Fig.1 (a) match pairs(top), mismatch pairs(bottom) Left column target photo, middle column 2 years old photo, right column ID photo (b) Mean Accuracy (c) Response time. (White et al. 2014)
The match rate, of 75%, lower than expected, in spite of the long response time of 8s on average. Passport officers need to process high volumes of passports in short time frames. White et al. elaborate that, a key performance target for British Passport Officers is to process 95% of passengers from the European Union and European Economic Area within 25 min of joining a passport-control queue on arrival. Similarly, Australian passport officers aim to process 92% of passengers within 30 min. In their research, passport officers matched the faces under time pressure varied between 2 to 10 seconds and 2 to 8 seconds. Both experiments showed a significant deterioration in the face matching performance under time pressure of 4 seconds or less.
We are vulnerable to more biases than the ones explained so far, e.g. bystander apathy, tiredness after a long shift, and the need for multitasking the factors to further decrease our ability to recognize faces. In fact, in a real-life case, we are seldom asked to match faces only. Age check for alcohol sales, validity check for a driving licence, or biographical data verification for passport for example. Knowing this, Burton and Mccaffery (2016) studied the impact of biographical data verification on face matching performance of passport officers. It was shown that the presence of a passport frame as shown in the figure below leads to significantly worse performance. An example of this can be seen in the figure below.

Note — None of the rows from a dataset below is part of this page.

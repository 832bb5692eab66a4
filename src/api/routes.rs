use std::sync::Arc;

use axum::{
    extract::{
        ws::{Message, WebSocket, WebSocketUpgrade},
        Query, State,
    },
    http::StatusCode,
    response::{IntoResponse, Response},
    routing::get,
    Json, Router,
};
use serde::Deserialize;
use tokio::sync::{broadcast, watch};
use tracing::{debug, info};

use crate::api::health::{HealthSnapshot, HealthState};
use crate::api::latency::{LatencyStats, LatencySummary};
use crate::db::models::TradeRow;
use crate::db::TradeDb;
use crate::error::{AppError, Result};

#[derive(Clone)]
pub struct ApiState {
    pub health: Arc<HealthState>,
    pub latency: Arc<LatencyStats>,
    /// Serialized trades, one JSON document per message.
    pub trades_tx: broadcast::Sender<String>,
    pub db: Option<TradeDb>,
}

pub fn router(state: ApiState) -> Router {
    Router::new()
        .route("/ws", get(ws_handler))
        .route("/health", get(get_health))
        .route("/stats/latency", get(get_stats_latency))
        .route("/trades/recent", get(get_recent_trades))
        .with_state(state)
}

/// Binds `addr` and serves until `shutdown` flips to true.
pub async fn serve(addr: &str, state: ApiState, mut shutdown: watch::Receiver<bool>) -> Result<()> {
    let listener = tokio::net::TcpListener::bind(addr).await?;
    info!("Broadcast server listening on {addr}");
    axum::serve(listener, router(state))
        .with_graceful_shutdown(async move {
            while !*shutdown.borrow() {
                if shutdown.changed().await.is_err() {
                    break;
                }
            }
        })
        .await?;
    Ok(())
}

// ---------------------------------------------------------------------------
// Handlers
// ---------------------------------------------------------------------------

async fn ws_handler(ws: WebSocketUpgrade, State(state): State<ApiState>) -> Response {
    let rx = state.trades_tx.subscribe();
    ws.on_upgrade(move |socket| push_trades(socket, rx))
}

async fn push_trades(mut socket: WebSocket, mut rx: broadcast::Receiver<String>) {
    loop {
        tokio::select! {
            msg = rx.recv() => match msg {
                Ok(text) => {
                    if socket.send(Message::Text(text)).await.is_err() {
                        break;
                    }
                }
                // Slow client: drop what it missed and keep going.
                Err(broadcast::error::RecvError::Lagged(skipped)) => {
                    debug!(skipped, "Broadcast client lagged");
                }
                Err(broadcast::error::RecvError::Closed) => break,
            },
            incoming = socket.recv() => match incoming {
                Some(Ok(Message::Close(_))) | Some(Err(_)) | None => break,
                Some(Ok(_)) => {}
            },
        }
    }
}

async fn get_health(State(state): State<ApiState>) -> Json<HealthSnapshot> {
    Json(state.health.snapshot())
}

async fn get_stats_latency(State(state): State<ApiState>) -> Json<LatencySummary> {
    Json(state.latency.summary())
}

#[derive(Deserialize)]
pub struct RecentTradesQuery {
    pub limit: Option<i64>,
}

async fn get_recent_trades(
    State(state): State<ApiState>,
    Query(params): Query<RecentTradesQuery>,
) -> std::result::Result<Response, AppError> {
    let Some(db) = state.db.as_ref() else {
        return Ok((StatusCode::NOT_FOUND, "no trade database configured").into_response());
    };
    let limit = params.limit.unwrap_or(50).clamp(1, 1000);
    let rows: Vec<TradeRow> = db.recent_trades(limit).await?;
    Ok(Json(rows).into_response())
}

#[cfg(test)]
mod tests {
    use super::*;
    use futures_util::StreamExt;
    use std::time::Duration;

    fn state() -> ApiState {
        let (trades_tx, _) = broadcast::channel(16);
        ApiState {
            health: Arc::new(HealthState::new()),
            latency: Arc::new(LatencyStats::new()),
            trades_tx,
            db: None,
        }
    }

    async fn spawn(state: ApiState) -> String {
        let listener = tokio::net::TcpListener::bind("127.0.0.1:0").await.unwrap();
        let addr = listener.local_addr().unwrap();
        tokio::spawn(async move {
            axum::serve(listener, router(state)).await.unwrap();
        });
        addr.to_string()
    }

    #[tokio::test]
    async fn health_reports_counters() {
        let st = state();
        st.health.set_last_head_block(42);
        st.health.inc_trades_emitted();
        let addr = spawn(st).await;

        let body: serde_json::Value = reqwest::get(format!("http://{addr}/health"))
            .await
            .unwrap()
            .json()
            .await
            .unwrap();
        assert_eq!(body["last_head_block"], 42);
        assert_eq!(body["trades_emitted"], 1);
        assert_eq!(body["head_connected"], false);

        let resp = reqwest::get(format!("http://{addr}/trades/recent")).await.unwrap();
        assert_eq!(resp.status(), reqwest::StatusCode::NOT_FOUND);
    }

    #[tokio::test]
    async fn ws_clients_receive_broadcast_trades() {
        let st = state();
        let tx = st.trades_tx.clone();
        let addr = spawn(st).await;

        let (mut client, _) = tokio_tungstenite::connect_async(format!("ws://{addr}/ws"))
            .await
            .unwrap();
        while tx.receiver_count() == 0 {
            tokio::time::sleep(Duration::from_millis(5)).await;
        }
        tx.send("{\"market_slug\":\"btc-updown-5m-1\"}".to_string()).unwrap();

        let msg = tokio::time::timeout(Duration::from_secs(2), client.next())
            .await
            .unwrap()
            .unwrap()
            .unwrap();
        assert_eq!(msg.into_text().unwrap(), "{\"market_slug\":\"btc-updown-5m-1\"}");
    }
}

This pattern of data suggests that the presence of a passport frame introduces a bias to respond ‘same’ to face pairs—a bias which will lead to increased errors in accepting fraudulent passports. This means that the security systems that we rely on in access control or any touchpoint that require visual confirmation of the identity is fundamentally unreliable. This might sound a bit worrying, but we have been already working on face recognition algortihm that could help us make better decision.
No, it is not. On the contrary, computer vision might have similar vulnerabilities and biases to us. Have you ever heard about the notorious Google object recognition which went horribly wrong? See in the figure below.
As you see, face/object recognition algorithms can strike us as racist and upsetting, as its recognition skills will be as good as the data it is trained with, just like our recognition skills. Remember how good we are at recognizing our co-nationals and not good at all distinguishing nationalities that we were not exposed to when growing up. Some of us are better at recognizing faces than the rest of us, just like algorithms can be better from one another. In the next blog post, I will explain the surprising similarities of the working principles of human vision and computer vision, and how to avoid mistakes like the one that Google made when choosing your algorithm. Tune in for understanding use cases for face recognition, with real life examples. I will also cover guiding principles that will help you decide which hardware and algorithm combo might work best for your use case.
If you have taken the test and were surprised by the result, or have a burning desire to prove me wrong just send me an email and let’s have a chat!
*The DiCaprio Phenomenon: Please take precaution when using this term in public, as it is something I came up with! He is a great actor and activist, though the guy deserves a phenomenon named after him – especially after that pity Oscar he was given.